### Material supplied
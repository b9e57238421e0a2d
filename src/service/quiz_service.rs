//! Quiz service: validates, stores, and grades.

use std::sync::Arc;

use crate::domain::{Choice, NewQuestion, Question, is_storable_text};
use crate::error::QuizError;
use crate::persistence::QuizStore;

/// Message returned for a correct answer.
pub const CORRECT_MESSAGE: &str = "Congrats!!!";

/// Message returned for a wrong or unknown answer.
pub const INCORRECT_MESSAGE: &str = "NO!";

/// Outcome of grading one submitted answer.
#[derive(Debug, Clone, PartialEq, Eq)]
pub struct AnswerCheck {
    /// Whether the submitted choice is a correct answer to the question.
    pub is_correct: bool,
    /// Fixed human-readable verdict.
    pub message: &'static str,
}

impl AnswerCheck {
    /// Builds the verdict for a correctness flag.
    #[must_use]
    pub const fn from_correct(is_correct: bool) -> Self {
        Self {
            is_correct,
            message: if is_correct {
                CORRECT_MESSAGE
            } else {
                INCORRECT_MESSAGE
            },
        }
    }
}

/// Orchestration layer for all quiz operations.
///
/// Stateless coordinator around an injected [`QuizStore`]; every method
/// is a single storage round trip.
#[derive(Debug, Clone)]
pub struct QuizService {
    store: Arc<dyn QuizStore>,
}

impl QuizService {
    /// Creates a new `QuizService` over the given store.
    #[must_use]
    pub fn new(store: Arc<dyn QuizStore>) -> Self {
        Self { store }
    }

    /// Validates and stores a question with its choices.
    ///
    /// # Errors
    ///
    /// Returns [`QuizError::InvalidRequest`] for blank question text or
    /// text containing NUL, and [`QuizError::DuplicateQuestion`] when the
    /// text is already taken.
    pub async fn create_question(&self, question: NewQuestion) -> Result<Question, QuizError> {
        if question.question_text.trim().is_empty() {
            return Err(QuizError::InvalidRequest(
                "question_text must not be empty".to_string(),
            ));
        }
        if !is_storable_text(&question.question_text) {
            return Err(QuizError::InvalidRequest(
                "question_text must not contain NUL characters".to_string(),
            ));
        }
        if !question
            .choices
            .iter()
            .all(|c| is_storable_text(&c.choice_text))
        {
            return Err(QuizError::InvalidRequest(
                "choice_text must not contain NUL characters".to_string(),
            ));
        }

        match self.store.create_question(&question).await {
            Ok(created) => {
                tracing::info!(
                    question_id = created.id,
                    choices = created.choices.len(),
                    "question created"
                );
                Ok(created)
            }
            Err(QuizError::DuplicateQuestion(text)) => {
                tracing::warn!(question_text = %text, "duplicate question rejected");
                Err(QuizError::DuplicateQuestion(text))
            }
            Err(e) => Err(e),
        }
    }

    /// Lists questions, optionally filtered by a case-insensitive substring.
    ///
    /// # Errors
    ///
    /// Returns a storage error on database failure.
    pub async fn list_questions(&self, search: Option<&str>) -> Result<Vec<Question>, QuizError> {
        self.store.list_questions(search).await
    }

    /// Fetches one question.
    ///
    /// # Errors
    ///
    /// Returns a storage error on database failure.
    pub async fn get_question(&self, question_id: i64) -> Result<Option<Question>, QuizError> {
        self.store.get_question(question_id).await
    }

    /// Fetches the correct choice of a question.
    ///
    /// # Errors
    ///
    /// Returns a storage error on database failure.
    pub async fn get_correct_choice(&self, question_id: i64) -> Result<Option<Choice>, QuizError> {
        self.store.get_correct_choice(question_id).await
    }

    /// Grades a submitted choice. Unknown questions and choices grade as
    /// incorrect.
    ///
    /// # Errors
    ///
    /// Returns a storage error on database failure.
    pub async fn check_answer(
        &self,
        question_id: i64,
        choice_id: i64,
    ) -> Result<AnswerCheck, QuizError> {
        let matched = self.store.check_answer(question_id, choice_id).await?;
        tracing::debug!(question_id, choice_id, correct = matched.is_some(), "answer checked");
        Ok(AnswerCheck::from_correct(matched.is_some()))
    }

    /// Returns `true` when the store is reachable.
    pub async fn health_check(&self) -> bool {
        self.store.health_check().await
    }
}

--

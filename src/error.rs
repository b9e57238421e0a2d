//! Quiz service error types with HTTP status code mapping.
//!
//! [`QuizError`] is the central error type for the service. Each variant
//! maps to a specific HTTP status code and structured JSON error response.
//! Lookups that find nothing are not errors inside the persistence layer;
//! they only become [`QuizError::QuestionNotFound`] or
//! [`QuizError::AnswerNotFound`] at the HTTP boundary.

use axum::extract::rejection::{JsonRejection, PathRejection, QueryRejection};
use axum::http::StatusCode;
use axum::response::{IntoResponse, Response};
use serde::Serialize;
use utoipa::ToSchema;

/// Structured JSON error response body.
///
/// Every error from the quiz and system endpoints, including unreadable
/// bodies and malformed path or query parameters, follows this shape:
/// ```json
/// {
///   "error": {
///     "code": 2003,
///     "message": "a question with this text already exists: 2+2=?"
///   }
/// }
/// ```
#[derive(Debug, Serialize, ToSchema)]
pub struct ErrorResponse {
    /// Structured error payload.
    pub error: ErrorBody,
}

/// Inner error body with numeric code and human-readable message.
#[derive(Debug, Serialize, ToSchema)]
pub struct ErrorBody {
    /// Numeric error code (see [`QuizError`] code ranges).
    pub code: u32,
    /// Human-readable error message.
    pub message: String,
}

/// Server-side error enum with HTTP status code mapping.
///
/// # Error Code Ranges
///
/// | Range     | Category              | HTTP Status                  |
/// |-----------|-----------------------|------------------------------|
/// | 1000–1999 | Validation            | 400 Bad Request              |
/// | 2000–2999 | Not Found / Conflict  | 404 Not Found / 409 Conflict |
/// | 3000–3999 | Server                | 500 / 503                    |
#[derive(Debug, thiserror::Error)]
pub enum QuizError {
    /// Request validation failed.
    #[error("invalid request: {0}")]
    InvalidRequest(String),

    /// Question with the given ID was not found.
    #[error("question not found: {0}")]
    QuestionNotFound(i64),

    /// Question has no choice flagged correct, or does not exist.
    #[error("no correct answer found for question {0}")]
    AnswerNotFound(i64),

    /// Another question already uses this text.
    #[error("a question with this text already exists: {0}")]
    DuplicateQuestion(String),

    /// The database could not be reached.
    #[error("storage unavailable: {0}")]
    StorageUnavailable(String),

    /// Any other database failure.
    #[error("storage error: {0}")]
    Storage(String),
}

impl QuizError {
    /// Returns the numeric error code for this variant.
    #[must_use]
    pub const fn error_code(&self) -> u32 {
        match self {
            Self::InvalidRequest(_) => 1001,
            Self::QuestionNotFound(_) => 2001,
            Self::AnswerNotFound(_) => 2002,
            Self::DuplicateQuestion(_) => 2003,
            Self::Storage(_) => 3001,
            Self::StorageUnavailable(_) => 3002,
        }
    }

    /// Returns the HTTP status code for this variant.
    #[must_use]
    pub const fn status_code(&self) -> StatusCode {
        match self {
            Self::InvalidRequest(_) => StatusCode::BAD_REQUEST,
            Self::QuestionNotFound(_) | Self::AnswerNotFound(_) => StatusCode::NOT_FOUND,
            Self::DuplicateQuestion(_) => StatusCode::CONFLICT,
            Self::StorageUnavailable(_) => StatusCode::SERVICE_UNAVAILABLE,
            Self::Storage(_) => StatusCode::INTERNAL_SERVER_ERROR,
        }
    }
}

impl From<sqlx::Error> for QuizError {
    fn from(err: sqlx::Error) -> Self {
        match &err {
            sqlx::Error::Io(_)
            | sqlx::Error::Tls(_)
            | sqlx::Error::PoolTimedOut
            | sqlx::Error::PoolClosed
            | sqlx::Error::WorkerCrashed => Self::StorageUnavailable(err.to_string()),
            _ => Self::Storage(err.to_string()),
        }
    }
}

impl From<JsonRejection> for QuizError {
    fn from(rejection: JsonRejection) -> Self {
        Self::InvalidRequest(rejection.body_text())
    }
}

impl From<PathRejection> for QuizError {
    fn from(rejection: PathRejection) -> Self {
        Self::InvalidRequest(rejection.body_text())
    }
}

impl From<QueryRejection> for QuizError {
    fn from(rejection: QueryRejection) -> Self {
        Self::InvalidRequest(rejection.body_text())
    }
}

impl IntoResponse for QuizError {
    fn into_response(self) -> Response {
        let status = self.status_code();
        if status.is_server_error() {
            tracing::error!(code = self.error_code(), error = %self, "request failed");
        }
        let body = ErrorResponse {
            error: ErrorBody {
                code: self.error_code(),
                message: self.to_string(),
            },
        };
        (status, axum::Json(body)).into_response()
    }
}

### Description of the task
Please, from the entries above, set down exactly the lines from the one containing "Self::QuestionNotFound(_) | Self::AnswerNotFound(_)" through the one containing "fn from(rejection: QueryRejection)", and only those.

### Output below
            Self::QuestionNotFound(_) | Self::AnswerNotFound(_) => StatusCode::NOT_FOUND,
            Self::DuplicateQuestion(_) => StatusCode::CONFLICT,
            Self::StorageUnavailable(_) => StatusCode::SERVICE_UNAVAILABLE,
            Self::Storage(_) => StatusCode::INTERNAL_SERVER_ERROR,
        }
    }
}

impl From<sqlx::Error> for QuizError {
    fn from(err: sqlx::Error) -> Self {
        match &err {
            sqlx::Error::Io(_)
            | sqlx::Error::Tls(_)
            | sqlx::Error::PoolTimedOut
            | sqlx::Error::PoolClosed
            | sqlx::Error::WorkerCrashed => Self::StorageUnavailable(err.to_string()),
            _ => Self::Storage(err.to_string()),
        }
    }
}

impl From<JsonRejection> for QuizError {
    fn from(rejection: JsonRejection) -> Self {
        Self::InvalidRequest(rejection.body_text())
    }
}

impl From<PathRejection> for QuizError {
    fn from(rejection: PathRejection) -> Self {
        Self::InvalidRequest(rejection.body_text())
    }
}

impl From<QueryRejection> for QuizError {
    fn from(rejection: QueryRejection) -> Self {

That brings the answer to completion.